The Bluetooth SIG acknowledged the flaw, adding it has made changes to resolve the vulnerability. “These changes will be introduced into a future specification revision,” the SIG said.
The BIAS Attack
For BIAS to be successful, an attacking device would need to be within the wireless range of a vulnerable Bluetooth device that has previously established a BR/EDR connection with another Bluetooth device whose address is known to the attacker.
The flaw stems from how two previously paired devices handle the long term key, also known as link key, that’s used to mutually authenticate the devices and activate a secure connection between them.

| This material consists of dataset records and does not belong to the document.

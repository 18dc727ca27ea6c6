//! Order entry and polling-driven lifecycle reconciliation
//!
//! The reconciler owns the gateway's view of open orders. There is no fill
//! stream from this venue: the periodic open-order poll is the only channel
//! through which fills and external cancellations become visible. An order
//! that disappears from the venue's open-order list is inferred `Complete` -
//! the venue gives no way to distinguish "filled" from "vanished", and the
//! reconciler deliberately does not guess.

use std::collections::{HashMap, HashSet};
use std::sync::Arc;
use std::time::Duration;

use chrono::{DateTime, Utc};
use hermes_core::{OrderStatus, Side};
use log::{info, warn};
use parking_lot::Mutex;
use rust_decimal::Decimal;
use tokio::sync::mpsc::UnboundedSender;
use uuid::Uuid;

use crate::error::GatewayError;
use crate::messages::{CancelOrder, OrderSubmission, OrderUpdate};
use crate::rate_limit::RateLimitMonitor;
use crate::venue::{VenueApi, VenueError, VenueOrder};

/// How long a replace waits for its cancel acknowledgment before assuming
/// the ack was lost and submitting the replacement anyway
const REPLACE_CANCEL_TIMEOUT: Duration = Duration::from_secs(5);

/// Locally tracked open order
#[derive(Debug, Clone)]
pub struct OrderRecord {
    /// Client-assigned id
    pub order_id: String,
    /// Venue-assigned id
    pub exchange_id: String,
    pub side: Side,
    pub price: Decimal,
    pub quantity: Decimal,
    pub leaves_quantity: Decimal,
    pub status: OrderStatus,
}

/// Outcome of a cancel request, used by replace to sequence the follow-up
/// submit
#[derive(Debug, Clone, Copy, PartialEq, Eq)]
pub enum CancelOutcome {
    Acknowledged,
    Rejected,
}

/// Decode the venue's order status text
fn decode_order_status(status: &str) -> OrderStatus {
    match status {
        "New" => OrderStatus::New,
        "Working" => OrderStatus::Working,
        _ => OrderStatus::Other,
    }
}

fn elapsed_ms(since: DateTime<Utc>) -> i64 {
    (Utc::now() - since).num_milliseconds()
}

/// Submits and cancels orders at the venue and reconciles local order state
/// against the venue's authoritative open-order list
pub struct OrderReconciler {
    venue: Arc<dyn VenueApi>,
    monitor: Arc<RateLimitMonitor>,
    symbol: String,
    updates: UnboundedSender<OrderUpdate>,
    /// Venue order id -> record. Holds only non-terminal orders; every key
    /// came back from a successful submit. The lock is never held across an
    /// await.
    open_orders: Mutex<HashMap<String, OrderRecord>>,
}

impl OrderReconciler {
    pub fn new(
        venue: Arc<dyn VenueApi>,
        monitor: Arc<RateLimitMonitor>,
        symbol: String,
        updates: UnboundedSender<OrderUpdate>,
    ) -> Self {
        OrderReconciler {
            venue,
            monitor,
            symbol,
            updates,
            open_orders: Mutex::new(HashMap::new()),
        }
    }

    /// Client order ids are generated gateway-side
    pub fn generate_client_order_id() -> String {
        Uuid::new_v4().to_string()
    }

    /// Venue ids of all currently tracked open orders
    pub fn open_exchange_ids(&self) -> Vec<String> {
        self.open_orders.lock().keys().cloned().collect()
    }

    /// Submit a limit order. A computational-latency update is emitted
    /// before the venue call; the result is reported as `New` (tracked from
    /// then on) or `Rejected` (never tracked).
    pub async fn submit(&self, order: OrderSubmission) {
        self.emit(OrderUpdate::latency(&order.order_id, elapsed_ms(order.time)));

        self.monitor.record();
        let ack = match order.side {
            Side::Bid => {
                self.venue
                    .create_limit_buy_order(&self.symbol, order.quantity, order.price)
                    .await
            }
            Side::Ask => {
                self.venue
                    .create_limit_sell_order(&self.symbol, order.quantity, order.price)
                    .await
            }
            Side::Unknown => Err(VenueError::new("cannot submit an order without a side")),
        };

        match ack {
            Ok(ack) => {
                info!("order accepted: {} -> {}", order.order_id, ack.id);
                self.open_orders.lock().insert(
                    ack.id.clone(),
                    OrderRecord {
                        order_id: order.order_id.clone(),
                        exchange_id: ack.id.clone(),
                        side: order.side,
                        price: order.price,
                        quantity: order.quantity,
                        leaves_quantity: order.quantity,
                        status: OrderStatus::New,
                    },
                );
                self.emit(OrderUpdate::accepted(order.order_id, ack.id));
            }
            Err(e) => {
                warn!("order rejected: {} - {}", order.order_id, e);
                self.emit(OrderUpdate::rejected(order.order_id, e.to_string()));
            }
        }
    }

    /// Cancel a tracked order by its venue id. On rejection the tracked
    /// entry is deliberately left in place: the order may or may not still
    /// be live at the venue, and the next reconciliation poll settles it.
    pub async fn cancel(&self, cancel: CancelOrder) -> CancelOutcome {
        self.emit(OrderUpdate::latency(&cancel.order_id, elapsed_ms(cancel.time)));

        self.monitor.record();
        match self.venue.cancel_order(&cancel.exchange_id).await {
            Ok(()) => {
                self.open_orders.lock().remove(&cancel.exchange_id);
                self.emit(OrderUpdate::cancelled(cancel.order_id));
                CancelOutcome::Acknowledged
            }
            Err(e) => {
                warn!("cancel rejected: {} - {}", cancel.order_id, e);
                self.emit(OrderUpdate::cancel_rejected(cancel.order_id, e.to_string()));
                CancelOutcome::Rejected
            }
        }
    }

    /// Replace an order: cancel, then submit the replacement, sequenced.
    ///
    /// The submit is issued only after the cancel resolves or the wait times
    /// out (the ack may merely be lost), so a stale order and its
    /// replacement never knowingly coexist. An explicit cancel rejection
    /// aborts the replace: the original order is still live and submitting
    /// the replacement would double the exposure.
    pub async fn replace(&self, cancel: CancelOrder, replacement: OrderSubmission) {
        let cancelled_id = cancel.exchange_id.clone();

        match tokio::time::timeout(REPLACE_CANCEL_TIMEOUT, self.cancel(cancel)).await {
            Ok(CancelOutcome::Acknowledged) => {}
            Ok(CancelOutcome::Rejected) => {
                warn!(
                    "replace aborted: cancel of {} was rejected, keeping the original order",
                    cancelled_id
                );
                return;
            }
            Err(_) => {
                warn!(
                    "replace: no cancel ack for {} within {:?}, submitting replacement anyway",
                    cancelled_id, REPLACE_CANCEL_TIMEOUT
                );
            }
        }

        self.submit(replacement).await;
    }

    /// Reconcile local state against the venue's open-order list
    pub async fn poll_order_statuses(&self) -> Result<(), GatewayError> {
        self.monitor.record();
        let venue_orders = self.venue.fetch_open_orders().await?;
        self.reconcile(&venue_orders);
        Ok(())
    }

    fn reconcile(&self, venue_orders: &[VenueOrder]) {
        let mut events = Vec::new();
        let mut seen = HashSet::new();

        {
            let mut open_orders = self.open_orders.lock();

            for venue_order in venue_orders.iter().filter(|o| o.code == self.symbol) {
                let Some(record) = open_orders.get_mut(&venue_order.order_id) else {
                    continue;
                };

                let status = decode_order_status(&venue_order.status_desc);
                let cum_quantity = venue_order.initial_quantity - venue_order.remaining_quantity;
                record.status = status;
                record.leaves_quantity = venue_order.remaining_quantity;
                seen.insert(venue_order.order_id.as_str());

                events.push(OrderUpdate::reconciled(
                    record.order_id.clone(),
                    record.exchange_id.clone(),
                    status,
                    cum_quantity,
                    venue_order.remaining_quantity,
                ));
            }

            // Every tracked order the venue no longer reports is done. The
            // poll cannot tell a fill from an order the venue stopped
            // reporting; both surface as Complete.
            let missing: Vec<String> = open_orders
                .keys()
                .filter(|id| !seen.contains(id.as_str()))
                .cloned()
                .collect();

            for exchange_id in missing {
                if let Some(record) = open_orders.remove(&exchange_id) {
                    info!("order no longer reported by venue, inferring complete: {}", exchange_id);
                    events.push(OrderUpdate::completed(record.order_id, exchange_id));
                }
            }
        }

        for event in events {
            self.emit(event);
        }
    }

    fn emit(&self, update: OrderUpdate) {
        if self.updates.send(update).is_err() {
            warn!("order update receiver dropped");
        }
    }
}
//! Market data event types

use chrono::{DateTime, Utc};
use hermes_core::Side;
use rust_decimal::Decimal;
use serde::{Deserialize, Serialize};

/// Order book level (price + size)
#[derive(Debug, Clone, Copy, PartialEq, Serialize, Deserialize)]
pub struct BookLevel {
    pub price: Decimal,
    pub size: Decimal,
}

impl BookLevel {
    /// Create a new book level
    pub fn new(price: Decimal, size: Decimal) -> Self {
        Self { price, size }
    }
}

/// Full order book snapshot. Each snapshot replaces the previous one
/// wholesale; the gateway performs no incremental diffing.
#[derive(Debug, Clone, Serialize, Deserialize)]
pub struct MarketSnapshot {
    pub bids: Vec<BookLevel>,
    pub asks: Vec<BookLevel>,
    pub time: DateTime<Utc>,
}

impl MarketSnapshot {
    pub fn new(bids: Vec<BookLevel>, asks: Vec<BookLevel>, time: DateTime<Utc>) -> Self {
        Self { bids, asks, time }
    }

    /// Best bid, if the venue reported any
    pub fn best_bid(&self) -> Option<&BookLevel> {
        self.bids.first()
    }

    /// Best ask, if the venue reported any
    pub fn best_ask(&self) -> Option<&BookLevel> {
        self.asks.first()
    }
}

/// Normalized trade from the venue tape
#[derive(Debug, Clone, Serialize, Deserialize)]
pub struct MarketTrade {
    pub price: Decimal,
    pub size: Decimal,
    pub time: DateTime<Utc>,
    pub side: Side,
    /// True only for the first poll batch after gateway start: those trades
    /// are a backfill, not newly occurring.
    pub historical: bool,
}

impl MarketTrade {
    /// Notional value of the trade
    pub fn notional(&self) -> Decimal {
        self.price * self.size
    }
}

The link key also ensures that users don’t have to pair their devices every time a data transfer occurs between, say, a wireless headset and a phone, or between two laptops.
The attacker, then, can exploit the bug to request a connection to a vulnerable device by forging the other end’s Bluetooth address, and vice versa, thus spoofing the identity and gaining full access to another device without actually possessing the long term pairing key that was used to establish a connection.
Put differently, the attack allows a bad actor to impersonate the address of a device previously paired with the target device.
What’s more, BIAS can be combined with other attacks, including the KNOB (Key Negotiation of Bluetooth) attack, which occurs when a third party forces two or more victims to agree on an encryption key with reduced entropy, thus allowing the attacker to brute-force the encryption key and use it to decrypt communications.
Devices Not Updated Since December 2019 Affected
With most standard-compliant Bluetooth devices impacted by the vulnerability, the researchers said they tested the attack against as many as 30 devices, including smartphones, tablets, laptops, headphones, and single-board computers such as Raspberry Pi. All the devices were found to be vulnerable to BIAS attacks.
The Bluetooth SIG said it’s updating the Bluetooth Core Specification to “avoid a downgrade of secure connections to legacy encryption,” which lets the attacker initiate “a master-slave role switch to place itself into the master role and become the authentication initiator.”
In addition to urging companies to apply the necessary patches, the organization is recommending Bluetooth users to install the latest updates from device and operating system manufacturers.
“The BIAS attacks are the first uncovering issues related to Bluetooth’s secure connection establishment authentication procedures, adversarial role switches, and Secure Connections downgrades,” the research team concluded. “The BIAS attacks are stealthy, as Bluetooth secure connection establishment does not require user interaction.”